Structure-function relationships in the inorganic salt-induced precipitation of α-chymotrypsin

Abstract

alpha-Chymotrypsin (alpha CT) was used as a model protein to study the effects of salt-induced precipitation on protein conformation. Process parameters investigated included the type and amount of salt used to induce precipitation. The salts studied included Na2SO4, NaCl, NaBr, KBr and KSCN. Precipitate secondary structure content was examined via laser Raman spectroscopy. Conventional and saturation transfer electron paramagnetic resonance spectroscopy were employed to probe the tertiary structure of the active site in spin-labelled alpha CT precipitates. As the molal surface tension increment of the inducing salt increased, the beta-sheet content increased and the alpha-helix content decreased. There was no significant variation in secondary structure with the amount of salt used. The fraction of precipitate that recovered activity on redissolution was correlated with the change in secondary structure content. Spin-labelled precipitate spectra indicated that the active site remains unaltered during precipitation.
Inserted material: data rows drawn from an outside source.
//! CLI entry point: reads URLs from stdin and downloads them concurrently.

use clap::{Parser, ValueEnum};
use std::path::PathBuf;
use std::process::ExitCode;
use std::time::Duration;
use tokio::io::BufReader;
use tracing_subscriber::EnvFilter;
use url_dl::{Config, DownloadCoordinator, FetcherKind, SessionEnd, fetch};

/// Download URLs read from standard input, one per line
#[derive(Debug, Parser)]
#[command(name = "url-dl", version, about)]
struct Cli {
    /// JSON configuration file; flags below override its values
    #[arg(long, short)]
    config: Option<PathBuf>,

    /// Download log file
    #[arg(long)]
    log_file: Option<PathBuf>,

    /// Directory for downloaded files
    #[arg(long, short = 'd')]
    download_dir: Option<PathBuf>,

    /// Transfer backend
    #[arg(long, value_enum)]
    fetcher: Option<FetcherArg>,

    /// Do not wait for in-flight downloads on exit
    #[arg(long)]
    no_wait: bool,

    /// Give up waiting for in-flight downloads after this many seconds
    #[arg(long, value_name = "SECS")]
    shutdown_timeout: Option<u64>,
}

#[derive(Debug, Clone, Copy, ValueEnum)]
enum FetcherArg {
    Auto,
    Curl,
    Http,
}

impl From<FetcherArg> for FetcherKind {
    fn from(arg: FetcherArg) -> Self {
        match arg {
            FetcherArg::Auto => FetcherKind::Auto,
            FetcherArg::Curl => FetcherKind::Curl,
            FetcherArg::Http => FetcherKind::Http,
        }
    }
}

impl Cli {
    fn into_config(self) -> url_dl::Result<Config> {
        let mut config = match &self.config {
            Some(path) => Config::from_file(path)?,
            None => Config::default(),
        };

        if let Some(log_file) = self.log_file {
            config.log_path = log_file;
        }
        if let Some(dir) = self.download_dir {
            config.download_dir = dir;
        }
        if let Some(fetcher) = self.fetcher {
            config.fetcher = fetcher.into();
        }
        if self.no_wait {
            config.wait_for_pending = false;
        }
        if let Some(secs) = self.shutdown_timeout {
            config.shutdown_timeout = Some(Duration::from_secs(secs));
        }

        config.validate()?;
        Ok(config)
    }
}

fn init_tracing() {
    let filter = EnvFilter::try_from_default_env().unwrap_or_else(|_| EnvFilter::new("url_dl=info"));
    tracing_subscriber::fmt()
        .with_env_filter(filter)
        .with_writer(std::io::stderr)
        .init();
}

async fn start(config: Config) -> url_dl::Result<DownloadCoordinator> {
    let fetcher = fetch::from_config(&config)?;
    DownloadCoordinator::start(config, fetcher).await
}

#[tokio::main]
async fn main() -> ExitCode {
    init_tracing();

    let cli = Cli::parse();

    let coordinator = match cli.into_config() {
        Ok(config) => start(config).await,
        Err(e) => Err(e),
    };
    let coordinator = match coordinator {
        Ok(coordinator) => coordinator,
        Err(e) => {
            tracing::error!(error = %e, "Startup failed");
            eprintln!("url-dl: {e}");
            return ExitCode::FAILURE;
        }
    };

    println!("Enter image URLs (one per line, 'exit' to quit):");

    let stdin = BufReader::new(tokio::io::stdin());
    match url_dl::run_session(stdin, &coordinator, url_dl::wait_for_signal).await {
        Ok(summary) => {
            if summary.ended_by == SessionEnd::Signal {
                eprintln!("url-dl: interrupted, {} download(s) submitted", summary.submitted);
            }
            ExitCode::SUCCESS
        }
        Err(e) => {
            tracing::error!(error = %e, "Session ended with an error");
            eprintln!("url-dl: {e}");
            ExitCode::FAILURE
        }
    }
}
//! Native HTTP fetcher built on reqwest

use super::partial_path;
use super::traits::Fetcher;
use crate::error::FetchError;
use async_trait::async_trait;
use std::path::Path;
use std::time::Duration;
use tokio::io::AsyncWriteExt;

/// Fetcher that downloads over HTTP(S) with a shared `reqwest::Client`
///
/// The body is streamed into `<destination>.part` and renamed into place only after
/// the whole response was written and synced, so `destination` exists only when the
/// fetch succeeded.
pub struct HttpFetcher {
    client: reqwest::Client,
}

impl HttpFetcher {
    /// Create a fetcher whose requests time out after `timeout`
    pub fn new(timeout: Duration) -> Result<Self, FetchError> {
        let client = reqwest::Client::builder()
            .timeout(timeout)
            .user_agent(concat!("url-dl/", env!("CARGO_PKG_VERSION")))
            .build()?;
        Ok(Self { client })
    }

    async fn download_to(
        &self,
        url: &str,
        destination: &Path,
        partial: &Path,
    ) -> Result<(), FetchError> {
        let mut response = self.client.get(url).send().await?;

        let status = response.status();
        if !status.is_success() {
            return Err(FetchError::HttpStatus {
                url: url.to_string(),
                status: status.as_u16(),
            });
        }

        let write_err = |source: std::io::Error| FetchError::Write {
            path: partial.to_path_buf(),
            source,
        };

        let mut file = tokio::fs::File::create(partial).await.map_err(write_err)?;
        while let Some(chunk) = response.chunk().await? {
            file.write_all(&chunk).await.map_err(write_err)?;
        }
        file.flush().await.map_err(write_err)?;
        file.sync_all().await.map_err(write_err)?;
        drop(file);

        tokio::fs::rename(partial, destination)
            .await
            .map_err(|source| FetchError::Write {
                path: destination.to_path_buf(),
                source,
            })
    }
}

#[async_trait]
impl Fetcher for HttpFetcher {
    async fn fetch(&self, url: &str, destination: &Path) -> Result<(), FetchError> {
        let partial = partial_path(destination);
        let result = self.download_to(url, destination, &partial).await;

        if result.is_err() {
            // Best effort: the partial file may never have been created
            let _ = tokio::fs::remove_file(&partial).await;
        }
        result
    }

    fn name(&self) -> &'static str {
        "http"
    }
}
//! Error types for url-dl
//!
//! Errors fall into three groups:
//! - Startup errors (log file, download directory, configuration) which are fatal
//! - Submission errors returned to the caller of [`DownloadCoordinator::submit`]
//! - Worker-local errors (fetch and log write failures) which never leave the worker
//!
//! [`DownloadCoordinator::submit`]: crate::DownloadCoordinator::submit

use std::path::PathBuf;
use thiserror::Error;

/// Result type alias for url-dl operations
pub type Result<T> = std::result::Result<T, Error>;

/// Main error type for url-dl
#[derive(Debug, Error)]
pub enum Error {
    /// Configuration error with context about which setting is invalid
    #[error("configuration error: {message}")]
    Config {
        /// Human-readable error message describing the configuration issue
        message: String,
        /// The configuration key that caused the error (e.g., "log_path")
        key: Option<String>,
    },

    /// The download log could not be opened or created
    #[error("failed to open download log {path}: {source}")]
    LogOpen {
        /// Path of the log file
        path: PathBuf,
        /// Underlying I/O error
        #[source]
        source: std::io::Error,
    },

    /// Writing or syncing a log entry failed
    #[error("failed to write download log entry: {source}")]
    LogWrite {
        /// Underlying I/O error
        #[source]
        source: std::io::Error,
    },

    /// The download log has already been closed
    #[error("download log is closed")]
    LogClosed,

    /// Shutdown in progress - not accepting new downloads
    #[error("shutdown in progress: not accepting new downloads")]
    ShuttingDown,

    /// Submitted URL is unusable
    #[error("invalid URL: {0:?}")]
    InvalidUrl(String),

    /// Fetch failed
    #[error("fetch error: {0}")]
    Fetch(#[from] FetchError),

    /// I/O error
    #[error("I/O error: {0}")]
    Io(#[from] std::io::Error),

    /// Serialization error
    #[error("serialization error: {0}")]
    Serialization(#[from] serde_json::Error),
}

impl Error {
    /// Whether this error should abort the process when it happens at startup
    pub fn is_fatal(&self) -> bool {
        matches!(
            self,
            Error::Config { .. } | Error::LogOpen { .. } | Error::Io(_) | Error::Serialization(_)
        )
    }
}

/// Failure reported by a [`Fetcher`](crate::fetch::Fetcher)
///
/// A fetch failure is transient from the coordinator's point of view: it ends up
/// as a `failed` log entry and does not affect other downloads.
#[derive(Debug, Error)]
pub enum FetchError {
    /// The external transfer tool could not be started
    #[error("failed to run {tool}: {source}")]
    ToolUnavailable {
        /// Tool that was invoked
        tool: String,
        /// Underlying spawn error
        #[source]
        source: std::io::Error,
    },

    /// The external transfer tool exited unsuccessfully
    #[error("{tool} exited with {}", describe_exit(.code))]
    ToolFailed {
        /// Tool that was invoked
        tool: String,
        /// Exit code, `None` if terminated by a signal
        code: Option<i32>,
    },

    /// Server answered with a non-success status
    #[error("HTTP {status} fetching {url}")]
    HttpStatus {
        /// Requested URL
        url: String,
        /// Response status code
        status: u16,
    },

    /// Transport-level HTTP failure (DNS, connect, timeout, body read)
    #[error("network error: {0}")]
    Network(#[from] reqwest::Error),

    /// Writing the destination file failed
    #[error("failed to write {path}: {source}")]
    Write {
        /// Destination path
        path: PathBuf,
        /// Underlying I/O error
        #[source]
        source: std::io::Error,
    },
}

fn describe_exit(code: &Option<i32>) -> String {
    match code {
        Some(c) => format!("status {c}"),
        None => "a signal".to_string(),
    }
}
Molecular modelling was employed to investigate how physical property of alpha CT were affected by these types of conformational change. Estimated physical property changes could not account entirely for observed deviations from current equilibrium theory for salt-induced precipitation. The spectroscopic observations were also combined with activity/solubility results to propose a mechanism for the salt-induced precipitation of globular proteins.